Sunny Aggarwal, a senior human resource manager with a private company, was struggling to make tax-saving investments in January, barely three months before the end of the financial year. He managed to make some investments after struggle. But he was not convinced if he had opted for the best available options.
Most of us have faced the consequences of late tax planning some time or the other in our life. That's why the best tax planning advice experts give is simple-Start Early. "Starting early helps you avoid last-minute decisions which have a high probability of going wrong," says Rohit Shah, a Mumbai-based financial advisor. Starting right now can give you time to think through your objectives plus room to evaluate the various products.

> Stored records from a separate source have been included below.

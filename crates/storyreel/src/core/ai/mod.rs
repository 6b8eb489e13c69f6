//! AI Integration Module
//!
//! LLM provider abstraction and the capability wrapper the segmentation
//! engine branches on.

pub mod capability;
pub mod provider;

pub use capability::{
    complete_with_retry, extract_json_payload, parse_json_response, LlmCallOptions, LlmCapability,
};
pub use provider::{
    AIProvider, CompletionRequest, CompletionResponse, FailingAIProvider, MockAIProvider,
};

"Investment in tax-savings instruments can be done anytime during the year. The decision should be taken keeping into consideration factors such as availability of funds, expected returns and market scenario (if investments are linked to markets)," says Rakesh Nangia, managing partner, Nangia & Co. He says tax-saving investments should not be made in haste.Anup Bansal, chairman and managing director, Mitraz Financial Services, agrees. "The best time for tax planning is the start of the year. One should factor in income, deductions such as house rent allowance, conveyance and medical provided by the employer, provident fund contribution and home loan principal/interest payments and plan accordingly." He says investment in all interest-yielding tax-saving instruments should be made at the start of the year. However, there is one exception to this. "One can invest in fixed maturity plans, or FMPs, towards the end of the financial year to avail of extra indexation benefits. But this will save tax on only future earnings," says Bansal. Indexation involves adjusting the purchase price of an asset with an inflation rate that is announced by the government every year. It lowers the gains and, hence, the tax liability. Many people buy 444-day FMPs at the end of the year to avail of indexation benefits for two years. This minimises and, in some cases, even negates the tax due.
"The benefit of investing from the start of the year is that you get to invest small amounts throughout the year and don't have to strain finances at the end of the year. For instance, one can look at starting systematic investment plans, or SIPs, in equity-linked savings schemes, or ELSS, of mutual funds," says Ashish Shanker, head, investment advisory, Motilal Oswal Private Wealth Management.
PLANNING TAXES FOR 2014-15
Tax planning has two parts. The first is following the steps properly and the second is choosing the right products.
One of the things that one must get right is the asset allocation. Link tax saving to some goal(s) and choose products accordingly. This will also tell you about the right time frame, which you can use to select the lock-in period of products you are buying.
Find out about all the features of each product. For example, Bansal explains, "There are two kinds of tax-saving instruments. The first saves current tax and includes EPF, PPF, unit-linked insurance plans, or Ulips, and endowment plans. Then there are instruments that help save tax on income from these instruments. These include long-term tax-free bonds, equity mutual funds and stocks (held for more than a year), and FMPs."
If necessary, take help from a financial advisor. Look at all aspects of the product before signing up.
Shanker of Motilal Oswal believes that one can use tax-savings instruments to build a retirement portfolio. "Retirement is a few years away for most of us and, hence, one can look at investing in a phased manner in ELSS options of top-rated mutual funds as equities are good wealth creators over long periods. As one nears retirement, the portfolio can be gradually shifted towards fixed income."
Jayesh Shroff, fund manager, SBI MF, echoes this. "Typically, taxsavings instruments have a long lock-in period and, therefore, it's best to invest in products which have given higher returns over long time frames. And equities' track record shows they have given the highest returns over long periods in India."
Nangia says the debt part of the retirement portfolio can be built by investing in PPF. "Tax-saving deposits have a lock-in of five years. The redemption proceeds in the 6th year can be used to invest for another five years. Keep in mind that the interest earned on such deposits is taxable," says Shah.
"Tax-saving instruments can be used 'only partly' to build a retirement portfolio. I will not recommend ULIPs and endowment plans as these have high expenses and give low returns. For retirement I recommend EPF, PPF and tax-free bonds. People should also invest in shares due to zero tax if held for more than one year. The returns are also higher than the inflation rate in the long term," says Anup Bansal of Mitraz Financial Services.
"With new regulations, retirement ULIPs may turn out to be not so expensive in the long term. One should carefully review the charge structure, lock-in period and surrender charges," says Shah.
Of course, there is no straitjacket formula for choosing a product. "A lot depends on the investor's risk appetite and financial needs," says Nangia.